The Flexera data suggests practitioners are starting to recognize this before migration, not after. That is behavioral evidence, not aspiration. It shows up in how teams rank their own challenges.

Two numbers reinforce why timing matters. Wasted cloud spend increased to 29% this year, reversing a five-year downward trend, driven by the cost complexity of AI workloads and new PaaS services. As teams improved at managing infrastructure they understood, a new spend category reset the learning curve. At the same time, organizations tracking unit economics increased nine percentage points year over year. Unit metrics, such as cost per inference or cost per transaction, connect architectural decisions to business outcomes. You cannot track them if cost was not part of the design.

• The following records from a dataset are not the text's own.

//! Storage seams for the pipeline's collaborators. Engines depend on these
//! traits only; Postgres implementations live in `postgres`, in-memory
//! doubles in the test support module.

pub mod postgres;

use async_trait::async_trait;
use serde_json::Value;
use uuid::Uuid;

use crate::errors::AppError;
use crate::models::application::{ApplicationRow, ApplicationStatus};
use crate::models::job::JobRow;
use crate::models::notification::NotificationRow;
use crate::models::profile::Profile;

#[async_trait]
pub trait ProfileStore: Send + Sync {
    /// Fetches the stored profile; `NotFound` if the subject has none.
    async fn get_profile(&self, subject_id: Uuid) -> Result<Profile, AppError>;
}

#[async_trait]
pub trait JobStore: Send + Sync {
    /// Fetches a posting regardless of its state; `NotFound` if absent.
    async fn get_job(&self, job_id: Uuid) -> Result<JobRow, AppError>;
    /// All postings currently worth recommending: open, not archived, not
    /// expired.
    async fn list_open_jobs(&self) -> Result<Vec<JobRow>, AppError>;
}

#[derive(Debug, Clone)]
pub struct NewApplication {
    pub job_id: Uuid,
    pub subject_id: Uuid,
    pub resume_url: Option<String>,
    pub match_score: i32,
    pub status: ApplicationStatus,
}

#[async_trait]
pub trait ApplicationStore: Send + Sync {
    /// Inserts a new application. Returns `None` when the (job, subject)
    /// uniqueness constraint absorbed a duplicate instead of inserting.
    async fn insert(&self, new: NewApplication) -> Result<Option<ApplicationRow>, AppError>;

    async fn find_by_pair(
        &self,
        job_id: Uuid,
        subject_id: Uuid,
    ) -> Result<Option<ApplicationRow>, AppError>;

    async fn get(&self, id: Uuid) -> Result<ApplicationRow, AppError>;

    /// Writes a new status. Legality against the state machine is the
    /// caller's responsibility; this only persists.
    async fn update_status(
        &self,
        id: Uuid,
        status: ApplicationStatus,
    ) -> Result<ApplicationRow, AppError>;
}

#[derive(Debug, Clone)]
pub struct NewNotification {
    pub user_id: Uuid,
    pub message: String,
    pub payload: Option<Value>,
}

#[async_trait]
pub trait NotificationStore: Send + Sync {
    async fn insert(&self, new: NewNotification) -> Result<NotificationRow, AppError>;
    /// Newest first.
    async fn list_for_user(&self, user_id: Uuid) -> Result<Vec<NotificationRow>, AppError>;
    async fn mark_read(&self, id: Uuid) -> Result<(), AppError>;
}
//! HTTP intake for applications. Submission is asynchronous: the handler
//! validates shape, enqueues a task, and answers 202 with the task id.

use axum::extract::{Path, State};
use axum::http::StatusCode;
use axum::Json;
use serde::{Deserialize, Serialize};
use serde_json::json;
use uuid::Uuid;

use crate::errors::AppError;
use crate::models::application::{ApplicationRow, ApplicationStatus};
use crate::queue::{NewTask, TaskKind};
use crate::state::AppState;

#[derive(Debug, Deserialize)]
pub struct SubmitApplicationRequest {
    pub subject_id: Option<Uuid>,
    pub job_id: Option<Uuid>,
    pub resume_url: Option<String>,
}

#[derive(Debug, Serialize)]
pub struct EnqueuedResponse {
    pub task_id: Uuid,
}

/// POST /api/v1/applications
pub async fn handle_submit_application(
    State(state): State<AppState>,
    Json(request): Json<SubmitApplicationRequest>,
) -> Result<(StatusCode, Json<EnqueuedResponse>), AppError> {
    if request.subject_id.is_none() || request.job_id.is_none() {
        return Err(AppError::Validation(
            "subject_id and job_id are both required".to_string(),
        ));
    }

    let payload = json!({
        "subject_id": request.subject_id,
        "job_id": request.job_id,
        "resume_url": request.resume_url,
    });
    let task_id = state
        .queue
        .enqueue(NewTask::new(TaskKind::ProcessApplication, payload))
        .await?;

    Ok((StatusCode::ACCEPTED, Json(EnqueuedResponse { task_id })))
}

#[derive(Debug, Deserialize)]
pub struct AdvanceStatusRequest {
    pub status: ApplicationStatus,
}

/// PATCH /api/v1/applications/:id/status
pub async fn handle_advance_status(
    State(state): State<AppState>,
    Path(id): Path<Uuid>,
    Json(request): Json<AdvanceStatusRequest>,
) -> Result<Json<ApplicationRow>, AppError> {
    let updated = state.admission.advance_status(id, request.status).await?;
    Ok(Json(updated))
}
//! Weighted fit scoring between a profile feature record and a job feature
//! record. Pure and deterministic; everything the admission decision uses is
//! in the returned breakdown.

use serde::{Deserialize, Serialize};

use crate::matching::job_features::JobFeatures;
use crate::matching::profile_features::{EducationLevel, ProfileFeatures};
use std::collections::BTreeSet;

// ────────────────────────────────────────────────────────────────────────────
// Weights and threshold
// ────────────────────────────────────────────────────────────────────────────

pub const QUALIFY_THRESHOLD: i32 = 40;

const KEYWORD_WEIGHT: f64 = 0.4;
const SKILLS_WEIGHT: f64 = 0.3;
const EDUCATION_WEIGHT: f64 = 0.15;
const EXPERIENCE_WEIGHT: f64 = 0.15;

// ────────────────────────────────────────────────────────────────────────────
// Result types
// ────────────────────────────────────────────────────────────────────────────

#[derive(Debug, Clone, PartialEq, Serialize, Deserialize)]
pub struct ScoreBreakdown {
    pub keyword_match: f64,
    pub skills_match: f64,
    pub education_match: f64,
    pub experience_match: f64,
}

#[derive(Debug, Clone, PartialEq, Serialize, Deserialize)]
pub struct MatchResult {
    /// Rounded weighted total, 0..=100.
    pub score: i32,
    pub breakdown: ScoreBreakdown,
    /// score >= QUALIFY_THRESHOLD.
    pub qualified: bool,
}

// ────────────────────────────────────────────────────────────────────────────
// Scoring
// ────────────────────────────────────────────────────────────────────────────

/// Combines the four sub-scores into a MatchResult. Safe to cache keyed by
/// (subject, job): same inputs always produce the same output.
pub fn compute_match(profile: &ProfileFeatures, job: &JobFeatures) -> MatchResult {
    let keyword_match = overlap_score(&profile.keyword_set, &job.keyword_set);
    // Applicant skills are held against the job's full keyword set, not its
    // posted skill subset.
    let skills_match = overlap_score(&profile.skills, &job.keyword_set);
    let education_match = education_score(
        profile.highest_education_level,
        &job.required_education_markers,
    );
    let experience_match = experience_score(
        profile.total_experience_years,
        job.required_experience_years,
    );

    let weighted = KEYWORD_WEIGHT * keyword_match
        + SKILLS_WEIGHT * skills_match
        + EDUCATION_WEIGHT * education_match
        + EXPERIENCE_WEIGHT * experience_match;
    let score = weighted.round() as i32;

    MatchResult {
        score,
        qualified: score >= QUALIFY_THRESHOLD,
        breakdown: ScoreBreakdown {
            keyword_match,
            skills_match,
            education_match,
            experience_match,
        },
    }
}

/// `100 * |have ∩ want| / |want|`; 0 when the job side is empty.
fn overlap_score(have: &BTreeSet<String>, want: &BTreeSet<String>) -> f64 {
    if want.is_empty() {
        return 0.0;
    }
    let hits = want.iter().filter(|token| have.contains(*token)).count();
    100.0 * hits as f64 / want.len() as f64
}

/// Binary: 100 when the held level's name contains the marker string. Both
/// sides are lowercase already. An empty marker string matches any profile,
/// including one with no recognized degree.
fn education_score(level: Option<EducationLevel>, markers: &str) -> f64 {
    let held = level.map(EducationLevel::as_str).unwrap_or("");
    if held.contains(markers) {
        100.0
    } else {
        0.0
    }
}

/// 100 once the requirement is met, otherwise proportional credit. The zero
/// guard is unreachable while requirements are non-negative (0 required is
/// always met) but kept so a bad label mapping can never divide by zero.
fn experience_score(profile_years: f64, required_years: f64) -> f64 {
    if profile_years >= required_years {
        100.0
    } else if required_years > 0.0 {
        100.0 * profile_years / required_years
    } else {
        0.0
    }
}

// ────────────────────────────────────────────────────────────────────────────
// Tests
// ────────────────────────────────────────────────────────────────────────────
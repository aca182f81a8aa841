//! Recommendation: ranks open postings for a subject by match score. One
//! posting failing to score never sinks the whole ranking.

pub mod handlers;

use std::sync::Arc;

use chrono::{DateTime, Utc};
use serde::Serialize;
use tracing::warn;
use uuid::Uuid;

use crate::errors::AppError;
use crate::matching::scoring::QUALIFY_THRESHOLD;
use crate::matching::Matcher;
use crate::stores::JobStore;

pub const DEFAULT_TOP_N: usize = 5;

#[derive(Debug, Clone, Serialize)]
pub struct RecommendedJob {
    pub job_id: Uuid,
    pub title: String,
    pub industry: Option<String>,
    pub score: i32,
    pub posted_at: DateTime<Utc>,
}

pub struct RecommendationEngine {
    matcher: Arc<Matcher>,
    jobs: Arc<dyn JobStore>,
}

impl RecommendationEngine {
    pub fn new(matcher: Arc<Matcher>, jobs: Arc<dyn JobStore>) -> Self {
        Self { matcher, jobs }
    }

    /// Top `top_n` qualifying postings for the subject, best score first,
    /// newer posting first on ties. Closed, archived, and expired postings
    /// never appear regardless of how well they match.
    pub async fn find_matching_jobs(
        &self,
        subject_id: Uuid,
        top_n: usize,
    ) -> Result<Vec<RecommendedJob>, AppError> {
        let profile = self.matcher.profile_features(subject_id).await?;
        let candidates = self.jobs.list_open_jobs().await?;
        let now = Utc::now();

        let mut matches = Vec::new();
        for job in candidates {
            if !job.is_open(now) {
                continue;
            }
            match self.matcher.score_against(&profile, job.id).await {
                Ok(result) if result.score >= QUALIFY_THRESHOLD => {
                    matches.push(RecommendedJob {
                        job_id: job.id,
                        title: job.title,
                        industry: job.industry,
                        score: result.score,
                        posted_at: job.created_at,
                    });
                }
                Ok(_) => {}
                Err(e) => {
                    warn!("Skipping job {} while ranking for {subject_id}: {e}", job.id);
                }
            }
        }

        matches.sort_by(|a, b| {
            b.score
                .cmp(&a.score)
                .then_with(|| b.posted_at.cmp(&a.posted_at))
        });
        matches.truncate(top_n);
        Ok(matches)
    }
}
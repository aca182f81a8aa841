use chrono::{DateTime, Utc};
use serde::{Deserialize, Serialize};
use serde_json::Value;
use sqlx::FromRow;
use uuid::Uuid;

/// Durable notification record. The row is the source of truth; real-time
/// delivery is a best-effort copy of the same fields.
#[derive(Debug, Clone, Serialize, Deserialize, FromRow)]
pub struct NotificationRow {
    pub id: Uuid,
    pub user_id: Uuid,
    pub message: String,
    pub payload: Option<Value>,
    pub is_read: bool,
    pub created_at: DateTime<Utc>,
}
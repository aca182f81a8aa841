//! Notification read endpoints.

use axum::extract::{Path, State};
use axum::http::StatusCode;
use axum::Json;
use uuid::Uuid;

use crate::errors::AppError;
use crate::models::notification::NotificationRow;
use crate::state::AppState;

/// GET /api/v1/users/:user_id/notifications
pub async fn handle_list_notifications(
    State(state): State<AppState>,
    Path(user_id): Path<Uuid>,
) -> Result<Json<Vec<NotificationRow>>, AppError> {
    let rows = state.notifications.list_for_user(user_id).await?;
    Ok(Json(rows))
}

/// POST /api/v1/notifications/:id/read
pub async fn handle_mark_read(
    State(state): State<AppState>,
    Path(id): Path<Uuid>,
) -> Result<StatusCode, AppError> {
    state.notifications.mark_read(id).await?;
    Ok(StatusCode::NO_CONTENT)
}
impl CollaborationService {
    pub fn new(
        locks: Arc<LockManager>,
        registry: Arc<BroadcastRegistry>,
        canvases: Arc<CanvasStateStore>,
    ) -> Self {
        Self {
            locks,
            registry,
            canvases,
            gates: Arc::new(DashMap::new()),
        }
    }

    pub fn locks(&self) -> &LockManager {
        &self.locks
    }

    pub fn registry(&self) -> &BroadcastRegistry {
        &self.registry
    }

    pub fn canvases(&self) -> &CanvasStateStore {
        &self.canvases
    }

    fn gate(&self, canvas_id: &str) -> Gate {
        self.gates
            .entry(canvas_id.to_string())
            .or_insert_with(|| Arc::new(Mutex::new(())))
            .clone()
    }

    /// Run `f` while holding the publish gate of one canvas
    fn with_gate<R>(&self, canvas_id: &str, f: impl FnOnce() -> R) -> R {
        let result = {
            let gate = self.gate(canvas_id);
            let _guard = lock_gate(&gate);
            f()
        };
        self.prune_gate(canvas_id);
        result
    }

    /// Run `f` while holding the gates of several canvases, taken in sorted canvas order
    fn with_gates<R>(&self, canvases: &BTreeSet<String>, f: impl FnOnce() -> R) -> R {
        let result = {
            let gates: Vec<Gate> = canvases.iter().map(|canvas| self.gate(canvas)).collect();
            let _guards: Vec<MutexGuard<'_, ()>> = gates.iter().map(lock_gate).collect();
            f()
        };
        for canvas in canvases {
            self.prune_gate(canvas);
        }
        result
    }

    /// Forget the gate of an idle canvas
    ///
    /// Only the map may still reference the gate: a holder or waiter keeps a clone, and `gate`
    /// clones under the same shard lock `remove_if` takes.
    fn prune_gate(&self, canvas_id: &str) {
        if self.locks.has_locks(canvas_id) || self.registry.has_clients(canvas_id) {
            return;
        }
        if self
            .gates
            .remove_if(canvas_id, |_, gate| Arc::strong_count(gate) == 1)
            .is_some()
        {
            debug!(canvas_id, "dropped publish gate of idle canvas");
        }
    }

    pub(crate) fn gate_count(&self) -> usize {
        self.gates.len()
    }

    fn push_lock_status(&self, status: &str, info: &LockInfo, locked: bool) {
        let message = PushMessage::new(
            status,
            LOCK_STATUS_EVENT,
            json!({
                "canvas_id": info.canvas_id,
                "object_id": info.object_id,
                "locked": locked,
                "session_id": info.session_id,
                "user_id": info.user_id,
                "expires_at": info.expires_at,
            }),
        );
        self.registry.broadcast(&info.canvas_id, &message);
    }

    // ----- locks -----

    /// Lock an object for a session and tell the canvas about it
    pub fn lock(&self, canvas_id: &str, object_id: &str, session_id: &str, user_id: &str) -> LockOutcome {
        self.with_gate(canvas_id, || self.lock_gated(canvas_id, object_id, session_id, user_id))
    }

    fn lock_gated(&self, canvas_id: &str, object_id: &str, session_id: &str, user_id: &str) -> LockOutcome {
        let (_, expired) = self.locks.check_lock(canvas_id, object_id);
        if let Some(expired) = expired {
            self.push_lock_status("expired", &expired, false);
        }

        // Re-acquiring an already held lock is not a transition
        let (outcome, created) = self.locks.acquire(canvas_id, object_id, session_id, user_id);
        if let (LockOutcome::Acquired { lock_info }, true) = (&outcome, created) {
            self.push_lock_status("locked", lock_info, true);
        }
        outcome
    }

    pub fn unlock(&self, canvas_id: &str, object_id: &str, session_id: &str) -> UnlockOutcome {
        self.with_gate(canvas_id, || self.unlock_gated(canvas_id, object_id, session_id))
    }

    fn unlock_gated(&self, canvas_id: &str, object_id: &str, session_id: &str) -> UnlockOutcome {
        let (_, expired) = self.locks.check_lock(canvas_id, object_id);
        if let Some(expired) = expired {
            self.push_lock_status("expired", &expired, false);
        }

        let outcome = self.locks.unlock_object(canvas_id, object_id, session_id);
        if let UnlockOutcome::Released { lock_info } = &outcome {
            self.push_lock_status("unlocked", lock_info, false);
        }
        outcome
    }

    /// Status of a lock; an expired lock is removed and its expiry pushed to the canvas
    pub fn lock_status(&self, canvas_id: &str, object_id: &str) -> LockStatus {
        self.with_gate(canvas_id, || {
            let (status, expired) = self.locks.check_lock(canvas_id, object_id);
            if let Some(expired) = expired {
                self.push_lock_status("expired", &expired, false);
            }
            status
        })
    }

    /// Release every lock of a session, pushing an unlock per released lock
    pub fn release_session_locks(&self, session_id: &str) -> ReleasedLocks {
        let mut released = Vec::new();

        // A session may take a lock on a new canvas while we wait for gates; go again until
        // it holds nothing.
        loop {
            let canvases = self.locks.canvases_of_session(session_id);
            if canvases.is_empty() {
                break;
            }
            let batch = self.with_gates(&canvases, || {
                let held = self.locks.locks_held_by(session_id);
                let batch = self.locks.release_session_locks_in(session_id, &canvases);
                for info in held.iter().filter(|info| batch.released.contains(&info.key())) {
                    self.push_lock_status("unlocked", info, false);
                }
                batch
            });
            released.extend(batch.released);
        }

        released.sort();
        ReleasedLocks {
            session_id: session_id.to_string(),
            count: released.len(),
            released,
        }
    }

    /// Remove expired locks and push their expiry to the affected canvases
    pub fn sweep_expired(&self) -> Vec<LockInfo> {
        let canvases = self.locks.canvases_with_expired_locks();
        if canvases.is_empty() {
            return Vec::new();
        }
        self.with_gates(&canvases, || {
            let expired = self.locks.sweep_canvases(&canvases);
            for info in &expired {
                self.push_lock_status("expired", info, false);
            }
            expired
        })
    }

    pub fn all_locks(&self, canvas_id: Option<&str>) -> LockSnapshot {
        self.locks.get_all_locks(canvas_id)
    }

    pub fn set_lock_timeout(&self, seconds: u64) -> Result<()> {
        self.locks.set_lock_timeout(seconds)
    }

    pub fn get_lock_timeout(&self) -> u64 {
        self.locks.get_lock_timeout()
    }

    // ----- UI events -----

    /// Apply a UI event and echo the enriched result to the canvas
    ///
    /// Edits rejected because of another session's lock come back as a `rejected` message
    /// and are not broadcast. Malformed events are errors.
    pub fn handle_ui_event(&self, event: UiEvent) -> Result<PushMessage> {
        let event_type = event.event_type();
        debug!(canvas_id = %event.canvas_id, session_id = %event.session_id, event_type, "ui event");

        let message = match &event.payload {
            UiPayload::Selection(payload) => {
                let selection = self.canvases.apply_selection(
                    &event.canvas_id,
                    &event.session_id,
                    &event.user_id,
                    payload,
                    event.timestamp,
                );
                PushMessage::new("updated", event_type, serde_json::to_value(selection)?)
            }
            UiPayload::Editing(payload) => return self.handle_edit(&event, payload),
            UiPayload::Navigation(payload) => {
                let navigation =
                    self.canvases
                        .apply_navigation(&event.canvas_id, &event.user_id, payload, event.timestamp);
                PushMessage::new("navigation_updated", event_type, serde_json::to_value(navigation)?)
            }
            UiPayload::Annotation(payload) => {
                let (index, annotation) =
                    self.canvases
                        .add_annotation(&event.canvas_id, &event.user_id, payload, event.timestamp)?;
                PushMessage::new(
                    "annotation_added",
                    event_type,
                    json!({
                        "target_id": payload.target_id,
                        "annotation_index": index,
                        "annotation": serde_json::to_value(annotation)?,
                    }),
                )
            }
        };

        self.registry.broadcast(&event.canvas_id, &message);
        Ok(message)
    }

    fn handle_edit(&self, event: &UiEvent, payload: &EditingPayload) -> Result<PushMessage> {
        self.with_gate(&event.canvas_id, || self.handle_edit_gated(event, payload))
    }

    fn handle_edit_gated(&self, event: &UiEvent, payload: &EditingPayload) -> Result<PushMessage> {
        let canvas_id = event.canvas_id.as_str();
        let target_id = payload.target_id.as_str();

        let (status, expired) = self.locks.check_lock(canvas_id, target_id);
        if let Some(expired) = expired {
            self.push_lock_status("expired", &expired, false);
        }

        let holder = status.session_id.clone();
        if status.locked && holder.as_deref() != Some(event.session_id.as_str()) {
            info!(canvas_id, target_id, requester = %event.session_id, holder = ?holder, "edit rejected, object locked");
            return Ok(rejected(event, status));
        }

        let auto_locked = !status.locked;
        if auto_locked {
            if let LockOutcome::Conflict { lock_info } =
                self.lock_gated(canvas_id, target_id, &event.session_id, &event.user_id)
            {
                let status = LockStatus::locked(&lock_info, self.locks.now());
                return Ok(rejected(event, status));
            }
        }

        match self.canvases.apply_edit(
            canvas_id,
            &event.session_id,
            &event.user_id,
            payload,
            event.timestamp,
        ) {
            Ok(record) => {
                let message = PushMessage::new(
                    "edited",
                    event.event_type(),
                    json!({
                        "edit": serde_json::to_value(record)?,
                        "auto_locked": auto_locked,
                    }),
                );
                self.registry.broadcast(canvas_id, &message);
                Ok(message)
            }
            Err(e) => {
                if auto_locked {
                    warn!(canvas_id, target_id, error = %e, "edit failed, releasing lock");
                    self.unlock_gated(canvas_id, target_id, &event.session_id);
                }
                Err(e)
            }
        }
    }

    /// Undo the newest edit of a canvas
    pub fn perform_undo(&self, canvas_id: &str) -> Result<PushMessage> {
        match self.canvases.undo(canvas_id) {
            Some(record) => {
                let message = PushMessage::new("undone", "undo", json!({ "edit": serde_json::to_value(record)? }));
                self.registry.broadcast(canvas_id, &message);
                Ok(message)
            }
            None => Ok(PushMessage::new("nothing_to_undo", "undo", json!({ "canvas_id": canvas_id }))),
        }
    }

    /// Re-apply the most recently undone edit of a canvas
    pub fn perform_redo(&self, canvas_id: &str) -> Result<PushMessage> {
        match self.canvases.redo(canvas_id) {
            Some(record) => {
                let message = PushMessage::new("redone", "redo", json!({ "edit": serde_json::to_value(record)? }));
                self.registry.broadcast(canvas_id, &message);
                Ok(message)
            }
            None => Ok(PushMessage::new("nothing_to_redo", "redo", json!({ "canvas_id": canvas_id }))),
        }
    }

    pub fn update_annotation(
        &self,
        canvas_id: &str,
        target_id: &str,
        index: usize,
        changes: &Value,
    ) -> Result<PushMessage> {
        let annotation = self
            .canvases
            .update_annotation(canvas_id, target_id, index, changes, self.locks.now())?;
        let message = PushMessage::new(
            "annotation_updated",
            "annotation_update",
            json!({
                "target_id": target_id,
                "annotation_index": index,
                "annotation": serde_json::to_value(annotation)?,
            }),
        );
        self.registry.broadcast(canvas_id, &message);
        Ok(message)
    }

    pub fn delete_annotation(&self, canvas_id: &str, target_id: &str, index: usize) -> Result<PushMessage> {
        let removed = self.canvases.delete_annotation(canvas_id, target_id, index)?;
        let message = PushMessage::new(
            "annotation_deleted",
            "annotation_delete",
            json!({
                "target_id": target_id,
                "annotation_index": index,
                "annotation": serde_json::to_value(removed)?,
            }),
        );
        self.registry.broadcast(canvas_id, &message);
        Ok(message)
    }

    pub fn get_selection_state(&self, canvas_id: &str) -> Option<SelectionState> {
        self.canvases.get_selection_state(canvas_id)
    }

    pub fn get_navigation_state(&self, canvas_id: &str) -> Option<NavigationState> {
        self.canvases.get_navigation_state(canvas_id)
    }

    pub fn get_annotations(&self, canvas_id: &str, target_id: Option<&str>) -> BTreeMap<String, Vec<Annotation>> {
        self.canvases.get_annotations(canvas_id, target_id)
    }

    // ----- connections -----

    /// Register a client connection on a canvas
    pub fn connect(&self, canvas_id: &str, user_id: &str, session_id: &str) -> ClientRegistration {
        self.registry.register_client(canvas_id, user_id, session_id)
    }

    /// Deregister a client and release every lock its session holds
    pub fn disconnect(&self, client: &ClientInfo) -> ReleasedLocks {
        self.registry.unregister_client(&client.client_id);
        let released = self.release_session_locks(&client.session_id);
        self.prune_gate(&client.canvas_id);
        info!(
            session_id = %client.session_id,
            released = released.count,
            "client disconnected, session locks released"
        );
        released
    }
}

The shift is real. Making it structural is the work that remains.

FinOps Company Spotlight

If you would like your company included in the Spotlight, contact the CloudXray AI Team

Company: CloudXray AI

Category: Managed Services & Consulting

What They Do: FinOps Consulting & Advisory Services; Owners & maintainers of the single largest FinOps company directory (finops.cloudxray.ai)

Why It Matters: Companies still need guidance on implementing FinOps and understanding the landscape of companies that exist

Operator Playbook

Five S3 Defaults That Cost You More Than They Should

S3 is cheap until it isn't. Here are five specific behaviors that generate cost without obvious signals — and what to do about each.

  1. Non-current versions accumulate forever.
    When versioning is enabled, S3 retains every previous object version until you explicitly expire them. These versions are not visible in the default bucket view. They are included in storage metrics but not obvious without deeper inspection. Add a lifecycle rule to expire noncurrent versions after a retention window aligned to your recovery requirements. For most teams using versioning as a safeguard, 7–30 days is sufficient.

  2. Incomplete multipart uploads don't expire.
    If an upload is initiated and fails — network issue, application crash — the individual parts remain indefinitely. They are not visible in the UI. While they can be listed via API or CLI, that is impractical at scale. The fix is a lifecycle rule using AbortIncompleteMultipartUpload with a days-after-initiation threshold. Seven days is a reasonable default for most workloads.

  3. Storage classes are set by the upload client, not the bucket.
    There is no bucket-level default storage class. Objects land in Standard unless the client explicitly specifies otherwise. Lifecycle transitions to Intelligent-Tiering or other classes run asynchronously, not immediately, so there is always a window where objects are billed at Standard rates. If you want consistent class behavior, you can enforce it via a bucket policy that requires a specific storage class on upload. This is a meaningful change to communicate to upstream teams before implementing.

  4. Lifecycle rules run on a schedule.
    Even when correctly configured, lifecycle rules do not execute instantly. Transitions and expirations occur on S3’s internal schedule. The gap between object creation and the first eligible transition is billed at the higher rate. Factor this into cost modeling, especially at scale.

  5. Inventory is not automatic.
    Understanding what versions and storage classes exist in a bucket often requires enabling S3 Inventory and analyzing the output. This is not enabled by default. While other tools like S3 Storage Lens provide visibility, detailed analysis typically requires inventory-level data. Enable inventory for versioned buckets and run periodic queries to detect accumulation before it compounds.

None of these are exotic configurations. They reflect the gap between how S3 behaves by default and how most teams assume it behaves.